DAGViz: A DAG Visualization Tool for Analyzing Task Parallel Program Traces
Paper i proceeding, 2015
Copyright 2015 ACM. In task-based parallel programming, programmers can expose logical parallelism of their programs by creating fine-grained tasks at arbitrary places in their code. All other burdens in the parallel execution of these tasks such as thread management, task scheduling, and load balancing are handled automatically by runtime systems. This kind of parallel programming model has been conceived as a promising paradigm that brings intricate parallel programming techniques to a larger audience of programmers because of its high programmability. There have been many languages (e.g., OpenMP, Cilk Plus) and libraries (e.g, Intel TBB, Qthreads, MassiveThreads) supporting task parallelism. However, the nondeterministic nature of task parallel execution which hides runtime scheduling mechanisms from programmers has made it difficult for programmers to understand the cause of suboptimal performance of their programs. As an effort to tackle this problem, and also to clarify differences between task parallel runtime systems, we have developed a toolset that captures and visualizes the trace of an execution of a task parallel program in the form of a directed acyclic graph (DAG). A computation DAG of a task parallel program's run is extracted automatically by our lightweight portable wrapper around all five systems which incurs no intervention into the target systems' code.
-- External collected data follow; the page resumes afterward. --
use crate::services::mpris::PlayerId;

/// Case-insensitive substrings of bus names that never enter the player list.
#[derive(Debug, Clone, Default, PartialEq, Eq)]
pub struct IgnoreList {
    patterns: Vec<String>,
}

impl IgnoreList {
    /// Parse a comma-separated list.
    ///
    /// Quotes and line breaks are stripped, entries are trimmed and
    /// lowercased, empty entries are dropped.
    pub fn parse(raw: &str) -> Self {
        let cleaned: String = raw
            .chars()
            .filter(|c| !matches!(c, '"' | '\'' | '\n' | '\r'))
            .collect();

        Self {
            patterns: cleaned
                .split(',')
                .map(|entry| entry.trim().to_lowercase())
                .filter(|entry| !entry.is_empty())
                .collect(),
        }
    }

    /// Whether any pattern occurs in the player's bus name.
    pub fn matches(&self, id: &PlayerId) -> bool {
        let name = id.bus_name().to_lowercase();
        self.patterns.iter().any(|pattern| name.contains(pattern))
    }

    /// Parsed patterns.
    pub fn patterns(&self) -> &[String] {
        &self.patterns
    }

    /// Whether nothing is ignored.
    pub fn is_empty(&self) -> bool {
        self.patterns.is_empty()
    }
}
//! Common utilities and abstractions for services

/// Reactive property system for fine-grained state updates
pub mod property;

pub use property::Property;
The DAG is stored in a file and then visualized to analyze performance. We leverage the hierarchical structure of the DAG to enhance the DAG file format and DAG visualization, and make them manageable even with a huge DAG of arbitrarily large numbers of nodes. This DAG visualization provides a task-centric view of the program, which is different from other popular visualizations such as thread-centric timeline visualization and code-centric hotspots analysis. Besides, DAGViz also provides an additional timeline visualization which is constructed by individual nodes of the DAG, and is useful in coordinating user attention to low-parallelism areas on the DAG. We demonstrate usefulness of our DAG visualizations in some case studies. We expect to build other kinds of effective visualizations based on this computation DAG in future work, and make DAGViz an effective tool supporting the process of analyzing task parallel performance and developing scheduling algorithms for task parallel runtime schedulers.